Die Globalisierung lässt sich nicht zurückdrehen
Leitartikel Corona hat die internationalen Lieferketten infrage gestellt. Wer die Wirtschaft in Zeiten eines immer krasseren Klimawandels umbauen will, darf sich nicht abschotten
Der Satz, dass früher alles besser war, ist (und war schon immer) so richtig wie dieser Sommer groß. Eigentlich. Gleiches gilt für die immer öfter zu hörende Forderung, die globalen Wertschöpfungsketten gehörten verkürzt, die Produktion zurückgeholt. Am besten nach Deutschland, mindestens nach Europa – so als könne man damit in die „gute alte“Zeit zurückkehren. Kann man aber erstens nicht und die Frage ist zweitens doch auch: Wäre das wirklich erstrebenswert?
Natürlich hat die Pandemie deutlich gemacht, wie verletzlich die global vernetzten Volkswirtschaften sind. Die rasante Ausbreitung des Virus ist ein Globalisierungsphänomen. Und die Corona-Folgen, die vom Konjunkturaufschwung verschärft werden – also Rohstoffmangel, Lieferengpässe, erhebliche Preissteigerungen –, geben jenen, die eine wirtschaftliche „Rückholaktion“befürworten, vermeintlich gute Argumente.
Dabei spricht doch vieles dagegen, wie zwei aktuelle Studien nachdrücklich belegen. Denn „strategische Autonomie“käme gerade Deutschland und Europa teuer zu stehen: Das Ifo-Institut kommt mit Blick auf die Folgen von „Reshoring“(zurück nach Deutschland) oder „Nearshoring“(EU, Nordafrika, Türkei) für das Bruttoinlandsprodukt (BIP) zu dem Schluss: „Potenzielle Risiken, die durch die Verknüpfung internationaler Wertschöpfungsketten bestehen, müssten deshalb zu einem möglichen Rückgang des BIPs von fast zehn Prozent führen, damit es sich lohnen würde, Produktionsschritte zurück ins Inland zu verlagern.“Fazit: Macht wenig Sinn. Eine Steigerung der Wettbewerbsfähigkeit sei zudem nicht zu erwarten. Mehr hiesige Arbeitsplätze auch nicht. Und das Institut für Weltwirtschaft warnt nach entsprechenden Simulationsrechnungen: „Ein Abkoppeln der Europäischen Union von internationalen Lieferketten oder auch nur von China würde die EU-Staaten jedoch hunderte Milliarden Euro kosten.“Die Unternehmen wissen das selbst am besten und wollen laut Ifo-Umfrage künftig deshalb auf verschiedene Zulieferer setzen beziehungsweise größere Lagerhallen bauen.
Das ist sicher klug, denn die Globalisierung lässt sich nicht einfach zurückdrehen. Der freie Welthandel hat – wenn er unter fairen Bedingungen stattfindet – sehr viel Gutes. Er hat in den vergangenen Jahrzehnten nicht nur – trotz aller Unwuchten – den globalen Wohlstand gemehrt, auch in Schwellenund Entwicklungsländern. Er macht die Volkswirtschaften grundsätzlich krisenfester, auch wenn sich das beispielsweise Familien, die gerade bauen wollen, nachvollziehbar sicher nicht erschließt. Abgesehen davon ist wirtschaftliche Abschottung das Letzte, was dieser Planet gerade braucht – auch wenn der Handelskrieg zwischen den USA und China das Gegenteil bewirken und die demokratische EU eher bald zu einem eindeutigen Bekenntnis zwingen wird.
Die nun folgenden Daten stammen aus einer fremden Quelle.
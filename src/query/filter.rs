//! Filter predicates evaluated against documents and pipeline rows
//!
//! Field names are resolved through [`FieldSource`], so `_id` and dotted
//! paths work everywhere. Matching follows document-store
//! conventions: a missing field equals `null`, and a scalar condition on an
//! array field matches when any element matches.

use crate::error::{Error, Result};
use crate::storage::document::{Document, Value};
use regex::Regex;
use std::cmp::Ordering;
use std::collections::BTreeMap;

/// Anything a filter can read fields from
pub trait FieldSource {
    fn field(&self, path: &str) -> Option<Value>;
}

impl FieldSource for Document {
    fn field(&self, path: &str) -> Option<Value> {
        self.get_field(path)
    }
}

impl FieldSource for BTreeMap<String, Value> {
    fn field(&self, path: &str) -> Option<Value> {
        match path.split_once('.') {
            None => self.get(path).cloned(),
            Some((head, rest)) => self.get(head)?.get_path(rest).cloned(),
        }
    }
}

/// A predicate over a document
#[derive(Debug, Clone)]
pub enum Filter {
    /// Matches every document
    All,
    Eq(String, Value),
    Ne(String, Value),
    Gt(String, Value),
    Gte(String, Value),
    Lt(String, Value),
    Lte(String, Value),
    In(String, Vec<Value>),
    Regex(String, Regex),
    Exists(String, bool),
    And(Vec<Filter>),
    Or(Vec<Filter>),
    Not(Box<Filter>),
}

impl Filter {
    pub fn eq(field: impl Into<String>, value: impl Into<Value>) -> Self {
        Filter::Eq(field.into(), value.into())
    }

    pub fn ne(field: impl Into<String>, value: impl Into<Value>) -> Self {
        Filter::Ne(field.into(), value.into())
    }

    pub fn gt(field: impl Into<String>, value: impl Into<Value>) -> Self {
        Filter::Gt(field.into(), value.into())
    }

    pub fn gte(field: impl Into<String>, value: impl Into<Value>) -> Self {
        Filter::Gte(field.into(), value.into())
    }

    pub fn lt(field: impl Into<String>, value: impl Into<Value>) -> Self {
        Filter::Lt(field.into(), value.into())
    }

    pub fn lte(field: impl Into<String>, value: impl Into<Value>) -> Self {
        Filter::Lte(field.into(), value.into())
    }

    /// Inclusive range
    pub fn between(field: impl Into<String>, low: impl Into<Value>, high: impl Into<Value>) -> Self {
        let field = field.into();
        Filter::And(vec![
            Filter::Gte(field.clone(), low.into()),
            Filter::Lte(field, high.into()),
        ])
    }

    pub fn any_of<V: Into<Value>>(field: impl Into<String>, values: impl IntoIterator<Item = V>) -> Self {
        Filter::In(field.into(), values.into_iter().map(Into::into).collect())
    }

    /// Case-insensitive substring match; `needle` is taken literally
    pub fn contains_ci(field: impl Into<String>, needle: &str) -> Result<Self> {
        Self::regex(field, &format!("(?i){}", regex::escape(needle)))
    }

    /// Case-insensitive whole-value match; `text` is taken literally
    pub fn equals_ci(field: impl Into<String>, text: &str) -> Result<Self> {
        Self::regex(field, &format!("(?i)^{}$", regex::escape(text)))
    }

    pub fn regex(field: impl Into<String>, pattern: &str) -> Result<Self> {
        let re = Regex::new(pattern).map_err(|e| Error::InvalidArgument {
            message: format!("invalid pattern '{}': {}", pattern, e),
        })?;
        Ok(Filter::Regex(field.into(), re))
    }

    pub fn exists(field: impl Into<String>) -> Self {
        Filter::Exists(field.into(), true)
    }

    pub fn and(self, other: Filter) -> Self {
        match self {
            Filter::All => other,
            Filter::And(mut parts) => {
                parts.push(other);
                Filter::And(parts)
            }
            first => Filter::And(vec![first, other]),
        }
    }

    pub fn or(self, other: Filter) -> Self {
        match self {
            Filter::Or(mut parts) => {
                parts.push(other);
                Filter::Or(parts)
            }
            first => Filter::Or(vec![first, other]),
        }
    }

    pub fn negate(self) -> Self {
        Filter::Not(Box::new(self))
    }

    /// Evaluate this filter against a document or row
    pub fn matches<S: FieldSource + ?Sized>(&self, doc: &S) -> bool {
        match self {
            Filter::All => true,
            Filter::Eq(field, expected) => field_equals(doc.field(field).as_ref(), expected),
            Filter::Ne(field, expected) => !field_equals(doc.field(field).as_ref(), expected),
            Filter::Gt(field, bound) => compares(doc, field, bound, |o| o == Ordering::Greater),
            Filter::Gte(field, bound) => compares(doc, field, bound, |o| o != Ordering::Less),
            Filter::Lt(field, bound) => compares(doc, field, bound, |o| o == Ordering::Less),
            Filter::Lte(field, bound) => compares(doc, field, bound, |o| o != Ordering::Greater),
            Filter::In(field, options) => {
                let actual = doc.field(field);
                options.iter().any(|opt| field_equals(actual.as_ref(), opt))
            }
            Filter::Regex(field, re) => match doc.field(field) {
                Some(Value::String(s)) => re.is_match(&s),
                Some(Value::Array(items)) => items
                    .iter()
                    .any(|item| item.as_str().map(|s| re.is_match(s)).unwrap_or(false)),
                _ => false,
            },
            Filter::Exists(field, wanted) => doc.field(field).is_some() == *wanted,
            Filter::And(parts) => parts.iter().all(|p| p.matches(doc)),
            Filter::Or(parts) => parts.iter().any(|p| p.matches(doc)),
            Filter::Not(inner) => !inner.matches(doc),
        }
    }
}

fn field_equals(actual: Option<&Value>, expected: &Value) -> bool {
    match actual {
        None => expected.is_null(),
        Some(Value::Array(items)) if !matches!(expected, Value::Array(_)) => {
            items.iter().any(|item| values_equal(item, expected))
        }
        Some(value) => values_equal(value, expected),
    }
}

fn compares<S: FieldSource + ?Sized>(doc: &S, field: &str, bound: &Value, accept: impl Fn(Ordering) -> bool) -> bool {
    match doc.field(field) {
        Some(Value::Array(items)) => items
            .iter()
            .any(|item| compare_values(item, bound).map(&accept).unwrap_or(false)),
        Some(value) => compare_values(&value, bound).map(accept).unwrap_or(false),
        None => false,
    }
}

/// Equality with int/float unification
pub fn values_equal(a: &Value, b: &Value) -> bool {
    match (a, b) {
        (Value::Int(_) | Value::Float(_), Value::Int(_) | Value::Float(_)) => {
            a.as_f64() == b.as_f64()
        }
        _ => a == b,
    }
}

/// Ordering between values of comparable types, `None` across types
pub fn compare_values(a: &Value, b: &Value) -> Option<Ordering> {
    match (a, b) {
        (Value::Int(x), Value::Int(y)) => Some(x.cmp(y)),
        (Value::Int(_) | Value::Float(_), Value::Int(_) | Value::Float(_)) => {
            a.as_f64()?.partial_cmp(&b.as_f64()?)
        }
        (Value::String(x), Value::String(y)) => Some(x.cmp(y)),
        (Value::DateTime(x), Value::DateTime(y)) => Some(x.cmp(y)),
        (Value::Bool(x), Value::Bool(y)) => Some(x.cmp(y)),
        _ => None,
    }
}

/// Total order used for sorting: missing and null first, then numbers,
/// strings, booleans, timestamps, and everything else.
pub fn compare_for_sort(a: Option<&Value>, b: Option<&Value>) -> Ordering {
    fn rank(v: Option<&Value>) -> u8 {
        match v {
            None | Some(Value::Null) => 0,
            Some(Value::Int(_) | Value::Float(_)) => 1,
            Some(Value::String(_)) => 2,
            Some(Value::Bool(_)) => 3,
            Some(Value::DateTime(_)) => 4,
            Some(_) => 5,
        }
    }

    match (a, b) {
        (Some(x), Some(y)) => compare_values(x, y).unwrap_or_else(|| rank(a).cmp(&rank(b))),
        _ => rank(a).cmp(&rank(b)),
    }
}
Zur Unzeit, wie der jüngste, inzwischen sechste, Weltklimabericht erneut bestätigt hat: Es wird wärmer und das schneller als zunächst prognostiziert. Wie die Folgen aussehen können ist jenen, die die Augen gerne davor verschließen, zuletzt im Ahrtal ins Bewusstsein geschwemmt worden.
Wer die Wirtschaft wegen des Klimawandels dringend umbauen muss, braucht dafür sehr viel Geld, das erst einmal verdient sein will. Die Exportnation Deutschland, die EU, alle Länder werden dafür mehr denn je einen funktionierenden Welthandel brauchen. Eine Alternative wäre, gängige Wachstumsimperative tatsächlich infrage zu stellen – mit entsprechend weitreichenden Konsequenzen. Sonst wird – vermutlich bald schon – früher wirklich alles besser gewesen sein.